Mary was signed to a major label in the UK somewhere around 2013 or so. I don’t remember the exact year. As a result of her record deal, she had a pretty big hit in the UK that shot all the way up to the top 30 on the UK pop charts. She toured and opened for some very well-known acts around this time and was on her way to becoming a bona fide star. Long story short, for details I won’t go into, she ended up getting dropped from her label and her career came to a halt.
Fast forward a couple years later and she got signed to yet another major label. This deal didn’t go as far, and her subsequent album was never released. I’m sure you’ve all heard stories about how common it used to be to get signed to a major label back in the day, but never actually have an album come out. This was one of those types of stories. She got signed, but due to executive turnover at the label and changing trends in the music business, her album that was going to be released as a part of this new record deal simply never came out.
The one thing that struck me about Mary is how unfazed she seemed by all of this. She told me she was never sure if she actually even wanted to be a “star” in the first place. She said the process of pursuing her dreams was more exciting to her than actually realizing them and that the further she got in the music business and the closer to real success she got, the more she realized it wasn’t something she was really even that interested in. She said she liked the idea of being successful in the music business more than actually being successful in the music industry.
Mary went on to form a successful businesses and achieve success in another, completely unrelated industry. Then, about a year ago, due to her connections in the music industry she was approached to sing background vocals on a major artist’s new release. Again, I don’t want to say who exactly, since this would make it all too easy to look up who this person is, but let’s just say it’s a band that everyone reading this will be familiar with. A hugely successful band that has been around since the 80s and is still going strong.
Mary ended up singing background vocals on multiple tracks on their latest album and was even asked to go on tour with them. She declined, because she told me, she didn’t like the clothing she was asked to wear and that she didn’t really want to go on the road. She again just seemed very nonchalant about the whole thing. She said it was a cool experience to get to sing on their record but didn’t really want to commit to a major, extensive worldwide tour and would rather be based in one place. So she politely declined and that was that.
Why am I telling you all of this?
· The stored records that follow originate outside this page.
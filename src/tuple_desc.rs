//! `TupleDesc`: ordered sequence of (type, optional name) items (spec §3,
//! §4.1).

use std::fmt;

use crate::error::{SmallDbError, SmallResult};
use crate::field::Type;

/// One column of a `TupleDesc`. An empty name means "anonymous"; anonymous
/// fields never match a non-empty name lookup.
#[derive(Debug, Clone, PartialEq, Eq)]
pub struct FieldItem {
    pub field_type: Type,
    pub field_name: String,
}

impl FieldItem {
    pub fn new(field_type: Type, field_name: &str) -> Self {
        FieldItem {
            field_type,
            field_name: field_name.to_string(),
        }
    }

    pub fn is_anonymous(&self) -> bool {
        self.field_name.is_empty()
    }
}

impl fmt::Display for FieldItem {
    fn fmt(&self, f: &mut fmt::Formatter) -> fmt::Result {
        write!(f, "{}({})", self.field_name, self.field_type)
    }
}

/// Ordered sequence of `(Type, optional Name)` items describing a row
/// shape. Immutable after construction.
#[derive(Debug, Clone, PartialEq, Eq)]
pub struct TupleDesc {
    items: Vec<FieldItem>,
}

impl TupleDesc {
    /// Panics if `items` is empty: a `TupleDesc` must describe at least one
    /// field (spec §3 invariant).
    pub fn new(items: Vec<FieldItem>) -> Self {
        assert!(!items.is_empty(), "TupleDesc must have at least one field");
        TupleDesc { items }
    }

    pub fn items(&self) -> &[FieldItem] {
        &self.items
    }

    pub fn num_fields(&self) -> usize {
        self.items.len()
    }

    pub fn field_type(&self, i: usize) -> SmallResult<Type> {
        self.items
            .get(i)
            .map(|it| it.field_type)
            .ok_or_else(|| SmallDbError::not_found(format!("field index {} out of range", i)))
    }

    pub fn field_name(&self, i: usize) -> SmallResult<&str> {
        self.items
            .get(i)
            .map(|it| it.field_name.as_str())
            .ok_or_else(|| SmallDbError::not_found(format!("field index {} out of range", i)))
    }

    /// First index whose name equals `name`. Anonymous fields never match.
    pub fn field_name_to_index(&self, name: &str) -> SmallResult<usize> {
        if name.is_empty() {
            return Err(SmallDbError::not_found("cannot search for an empty field name"));
        }
        self.items
            .iter()
            .position(|it| !it.is_anonymous() && it.field_name == name)
            .ok_or_else(|| SmallDbError::not_found(format!("no field named {}", name)))
    }

    /// Total tuple width in bytes: sum of each field's serialized type
    /// width.
    pub fn size(&self) -> usize {
        self.items.iter().map(|it| it.field_type.len()).sum()
    }

    /// Concatenates `a` and `b` in order; the result has
    /// `a.num_fields() + b.num_fields()` items.
    pub fn merge(a: &TupleDesc, b: &TupleDesc) -> TupleDesc {
        let mut items = a.items.clone();
        items.extend(b.items.clone());
        TupleDesc { items }
    }
}

impl fmt::Display for TupleDesc {
    fn fmt(&self, f: &mut fmt::Formatter) -> fmt::Result {
        let parts: Vec<String> = self.items.iter().map(|it| it.to_string()).collect();
        write!(f, "{}", parts.join(", "))
    }
}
What’s the point?
Well, for me it was a really interesting conversation, because as someone who writes at length about how to become more successful in the music industry, albeit in a different facet of the music business, and as someone who, in my own way, has been pursuing success in the music industry for multiple decades, it’s oddly refreshing to talk to people who have actually tasted success in the music business, real success, and come back to report it’s not all it’s cracked up to be.
Granted, this is just one person’s experience, but I’ve talked to other people, who have reached similar levels of success, who have a similar perspective. Several years ago I interviewed Sublime’s former saxophone player, who toured with “Sublime With Rome” for over a year, but ultimately decided it wasn’t a good fit for his lifestyle and returned to his medical practice and family life.
The interesting thing about Mary is that she’s still writing and pursuing music. She hasn’t given up on music per se, she’s just not particularly interested in becoming famous or becoming a “star”. She was really interested in learning about music licensing and publishing, and we even talked about the possibility of getting a band together. Whether or not that will happen, it’s too soon to say and to be honest our styles are quite different, but who knows, I like to think meetings like this happen for a reason.
But the main takeaway I had from our conversation is an idea that I’ve alluded to in a variety of different ways over the years, which is to simply write and record and perform music, whatever your thing is, for the sheer love of it. Let your love for music be your driving force and just see where it takes you. Maybe you’ll become a huge star and you’ll love the lifestyle. Maybe you’ll get close to major success, like Mary, and find out it’s not for you. Maybe you’ll pursue success in the music industry for years and it never happens for you, but you’ll have an amazing journey filled with great memories and experiences.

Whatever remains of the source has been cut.